(Beginning of THE RECORDS)

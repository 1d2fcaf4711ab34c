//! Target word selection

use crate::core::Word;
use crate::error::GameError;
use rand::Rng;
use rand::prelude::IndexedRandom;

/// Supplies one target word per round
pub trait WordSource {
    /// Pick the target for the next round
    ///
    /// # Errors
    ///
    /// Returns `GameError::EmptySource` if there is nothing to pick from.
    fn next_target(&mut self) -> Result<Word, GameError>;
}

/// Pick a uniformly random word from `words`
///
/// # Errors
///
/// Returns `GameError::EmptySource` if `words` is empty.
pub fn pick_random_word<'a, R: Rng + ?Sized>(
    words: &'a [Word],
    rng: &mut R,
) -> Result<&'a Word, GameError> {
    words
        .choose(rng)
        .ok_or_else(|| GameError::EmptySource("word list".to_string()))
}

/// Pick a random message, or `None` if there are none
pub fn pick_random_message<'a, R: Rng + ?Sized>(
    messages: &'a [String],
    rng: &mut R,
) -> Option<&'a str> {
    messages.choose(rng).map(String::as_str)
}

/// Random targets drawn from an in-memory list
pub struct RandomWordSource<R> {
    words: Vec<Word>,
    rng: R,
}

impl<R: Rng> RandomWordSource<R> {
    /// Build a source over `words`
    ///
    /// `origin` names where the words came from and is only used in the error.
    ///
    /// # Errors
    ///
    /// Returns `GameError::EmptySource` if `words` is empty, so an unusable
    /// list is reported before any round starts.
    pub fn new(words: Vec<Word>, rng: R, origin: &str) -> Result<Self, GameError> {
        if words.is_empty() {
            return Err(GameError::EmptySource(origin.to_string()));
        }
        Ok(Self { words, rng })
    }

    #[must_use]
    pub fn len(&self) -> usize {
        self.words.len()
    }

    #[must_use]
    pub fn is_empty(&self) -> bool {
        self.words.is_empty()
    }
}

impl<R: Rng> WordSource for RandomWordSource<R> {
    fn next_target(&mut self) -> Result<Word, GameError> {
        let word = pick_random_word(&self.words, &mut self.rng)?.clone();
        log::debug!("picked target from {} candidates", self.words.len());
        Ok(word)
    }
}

(End of THE RECORDS)

_YOUR GOAL_
The answer must be a word-for-word reproduction of every record above.

_SOLUTION TO THIS PROBLEM_
repository 1d2fcaf4711ab34c
//! Target word selection

use crate::core::Word;
use crate::error::GameError;
use rand::Rng;
use rand::prelude::IndexedRandom;

/// Supplies one target word per round
pub trait WordSource {
    /// Pick the target for the next round
    ///
    /// # Errors
    ///
    /// Returns `GameError::EmptySource` if there is nothing to pick from.
    fn next_target(&mut self) -> Result<Word, GameError>;
}

/// Pick a uniformly random word from `words`
///
/// # Errors
///
/// Returns `GameError::EmptySource` if `words` is empty.
pub fn pick_random_word<'a, R: Rng + ?Sized>(
    words: &'a [Word],
    rng: &mut R,
) -> Result<&'a Word, GameError> {
    words
        .choose(rng)
        .ok_or_else(|| GameError::EmptySource("word list".to_string()))
}

/// Pick a random message, or `None` if there are none
pub fn pick_random_message<'a, R: Rng + ?Sized>(
    messages: &'a [String],
    rng: &mut R,
) -> Option<&'a str> {
    messages.choose(rng).map(String::as_str)
}

/// Random targets drawn from an in-memory list
pub struct RandomWordSource<R> {
    words: Vec<Word>,
    rng: R,
}

impl<R: Rng> RandomWordSource<R> {
    /// Build a source over `words`
    ///
    /// `origin` names where the words came from and is only used in the error.
    ///
    /// # Errors
    ///
    /// Returns `GameError::EmptySource` if `words` is empty, so an unusable
    /// list is reported before any round starts.
    pub fn new(words: Vec<Word>, rng: R, origin: &str) -> Result<Self, GameError> {
        if words.is_empty() {
            return Err(GameError::EmptySource(origin.to_string()));
        }
        Ok(Self { words, rng })
    }

    #[must_use]
    pub fn len(&self) -> usize {
        self.words.len()
    }

    #[must_use]
    pub fn is_empty(&self) -> bool {
        self.words.is_empty()
    }
}

impl<R: Rng> WordSource for RandomWordSource<R> {
    fn next_target(&mut self) -> Result<Word, GameError> {
        let word = pick_random_word(&self.words, &mut self.rng)?.clone();
        log::debug!("picked target from {} candidates", self.words.len());
        Ok(word)
    }
}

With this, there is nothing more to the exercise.